Why does SQL choose the "wrong" index

  • I have a simple, single table query that runs about 25,000 times a day in my environment, and I am trying to figure out why SQL would choose the execution plan it does. First, here is pseudo code for the table that query runs against:

    CREATE TABLE dbo.Persons (

    PersonID INT identity(1, 1),

    LastName NVARCHAR(255),

    FirstName NVARCHAR(255),

    MidName NVARCHAR(255),

    DOB DATE,

    Address NVARCHAR(255),

    City NVARCHAR(255),

    country NVARCHAR(255),

    email nvarcahr(255),

    PostCode NVARCHAR(255)

    ....

    ....

    ....

    ) CONSTRAINT [Persons_PK] PRIMARY KEY CLUSTERED (personID ASC)

    The "...." implies that there are many more attributes to this table - 80 or so to be exact. The table contains about 50 million records.
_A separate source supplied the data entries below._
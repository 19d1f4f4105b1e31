//! Tests for game state transitions.

use bevy::prelude::*;
use bevy::state::app::StatesPlugin;
use pretty_assertions::assert_eq;
use space_shooter::GameState;

fn create_game_app() -> App {
    let mut app = App::new();
    app.add_plugins(MinimalPlugins);
    app.add_plugins(StatesPlugin);
    app.init_resource::<ButtonInput<KeyCode>>();
    app.add_plugins(space_shooter::screens::plugin);
    app
}

fn current(app: &App) -> GameState {
    *app.world().resource::<State<GameState>>().get()
}

#[test]
fn game_initializes_in_loading_state() {
    let app = create_game_app();
    assert_eq!(current(&app), GameState::Loading);
}

#[test]
fn loading_hands_over_to_title() {
    let mut app = create_game_app();
    app.update();
    app.update();
    assert_eq!(current(&app), GameState::Title);
}

#[test]
fn space_on_title_starts_the_game() {
    let mut app = create_game_app();
    app.update();
    app.update();

    app.world_mut()
        .resource_mut::<ButtonInput<KeyCode>>()
        .press(KeyCode::Space);
    app.update();
    app.update();

    assert_eq!(current(&app), GameState::InGame);
}

#[test]
fn can_transition_between_states() {
    let mut app = create_game_app();

    app.world_mut()
        .resource_mut::<NextState<GameState>>()
        .set(GameState::GameOver);
    app.update();

    assert_eq!(current(&app), GameState::GameOver);
}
    The table has several indexes. Here are the definitions of the relevant ones:

    CREATE NONCLUSTERED INDEX [IXNC_Persons_PostCode] ON [dbo].[Persons]

    ([PostalCodeVal] ASC)

    CREATE NONCLUSTERED INDEX [IXNC_Persons_LastName_PostCode] ON [dbo].[Persons]

    ([LastName] ASC,[PostCode] ASC,[Country] ASC,[DOB] ASC,[PersonID] ASC)

    And, last but not least, the problematic query:

    declare @LastName NVARCHAR(255), @PostCode NVARCHAR(255), @DOB DATE, @Country NVARCHAR(255)

    SELECT COUNT(1)

    FROM dbo.Persons

    WHERE LastName = @LastName

    AND PostalCode = @PostCode

    AND DOB = @DOB

    AND Country = @Country

    AND PersonID<>0

    The execution plan for this query shows that the SQL grabs the records out of the [IXNC_Persons_PostCode] index and does a bookmark lookup to get the rest of the data from the clustered index. If I use an index hint to force use of the [IXNC_Persons_LastName_PostCode] index, the query runs much faster (instantaneous versus an average of three seconds), and if I run SET STATISTICS IO ON I see that SQL needs only 8 logical reads to fulfill the query when I force the index hint versus almost 6,000 with the execution plan that SQL chooses on its own.

    All indexes are re-org'ed or rebuilt on the same schedule, and stats are up to date as well. When I run the query in SSMS, it does choose the "correct" index. I have checked the connection settings for the app that runs the query, and there is one difference. When I change the connection settings in SSMS to match the application, I still get the query to use the "correct" plan.

    Thanks in advance!

  • Bad cardinality estimations perhaps. Can you post the problematic plan?

    Gail Shaw
    Microsoft Certified Master: SQL Server, MVP, M.Sc (Comp Sci)
    SQL In The Wild: Discussions on DB performance with occasional diversions into recoverability

    We walk in the dark places no others will enter
    We stand on the bridge and no one may pass
  • GilaMonster (5/27/2015)


    Bad cardinality estimations perhaps. Can you post the problematic plan?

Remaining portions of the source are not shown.